At some point in the mid-90s, my parents replaced an Electrolux washing machine that was as old as me with a posh new Hoover one. When it was first plugged in and powered on, I couldn’t get over how awesome it sounded. It had a gas turbine whistly whoosh to it, and I was mesmerized. Being that I was 14 and probably a bit of a late developer, with no real idea yet of what girls were all about, and not yet knowing the first thing about being cool or fitting in, I would often go into the utility room just to listen to it doing its job.

Fast forward to my being 41 years old and I’ve just regretfully thrown away a Panasonic vacuum cleaner with variable power control, just like the one my parents had back then. Manipulating its fader-like power slider took the Panasonic from tick over to full chat, and I used to pretend that I was on the flight deck of a jet, easing the throttles forwards, as I did so. I loved how the sound changed, how the pitch of the motor increased along with the increased airflow, the latter gradually overtaking the former as power increased and we had taken off. Or vacuuming.

I give you this preamble because of what happened recently when I unleashed a Tweet. The subject was Ford’s unhinged new Transit Pro Electric Supervan 4, and my assertion was that it sounded great:

I was utterly convinced about how awesome the electric Transit sounded as it shot up Goodwood’s Hillclimb, so the responses my Tweet was met with had me a little, well, disappointed.

First reply: “Sounds bloody awful”.

Another was “Sounds like an RC car…”

Further down the list came the classic “A washing machine on wheels”. Well, I’ve established my feelings about the sound of a good washing machine.

Of course, whether or not you like a sound all comes down to subjectivity, but I can’t help but think there might be a little bit of conscientious objection going on.
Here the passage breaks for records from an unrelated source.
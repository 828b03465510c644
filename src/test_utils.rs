//! Shared helpers for unit and integration tests

use std::sync::{Arc, Mutex};

use flume::Sender;

use crate::document::{LoadedDocument, PageContent};
use crate::query::service::QueryTransport;
use crate::query::{QueryRequest, QueryResponse};

/// Transport double that records started requests and lets the test play
/// the worker's side of the response channel by hand.
#[derive(Clone, Default)]
pub struct ManualTransport {
    inner: Arc<Mutex<Vec<(QueryRequest, Sender<QueryResponse>)>>>,
}

impl ManualTransport {
    #[must_use]
    pub fn new() -> Self {
        Self::default()
    }

    /// Number of requests the orchestrator has started
    #[must_use]
    pub fn started(&self) -> usize {
        self.inner.lock().unwrap().len()
    }

    /// The `index`-th started request (cancellation token included)
    #[must_use]
    pub fn request(&self, index: usize) -> QueryRequest {
        self.inner.lock().unwrap()[index].0.clone()
    }

    /// Emit a worker response on behalf of the `index`-th request
    pub fn emit(&self, index: usize, response: QueryResponse) {
        let guard = self.inner.lock().unwrap();
        let (_, tx) = &guard[index];
        tx.send(response).expect("response channel closed");
    }
}

impl QueryTransport for ManualTransport {
    fn start(&mut self, request: QueryRequest, tx: Sender<QueryResponse>) {
        self.inner.lock().unwrap().push((request, tx));
    }
}

/// Build an in-memory document from plain page texts
#[must_use]
pub fn document_from_texts(pages: &[&str]) -> LoadedDocument {
    LoadedDocument::from_pages(pages.iter().map(|p| PageContent::text_only(*p)).collect())
}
And I get that. We all want to listen to big petrol V8s, mosh to loud rock music and eat barbecued meat. But my wife has just cooked me a delicious jackfruit chili, and my heavy vinyl pressing of Gershwin sounds just great on the turntable at a moderate volume when I’m in my easy chair. And some electric vehicles sound great, too.

I mean, surely it’s the association — the wrongness of cars having that pumping oil-fired mechanical heart — that’s the real issue, and not the sound itself. Think of Pod racers, or the alien ships that fought the F/A-18s in Independence Day, the hoverboard in Back to the Future II, or the USS Enterprise engaging warp speed. All of those make really cool noises. Noises, incidentally, that we’d not have imagined other than hearing them via small-screen fantasy. And now they’re here in real life. Surely that’s exciting, rather than depressing?

Listen to the otherworldly shriek of a Formula 1 car as it revs to an ultrasonic frenzy and tells me that it’s wildly different from an electric motor whine, apart from being substantially louder.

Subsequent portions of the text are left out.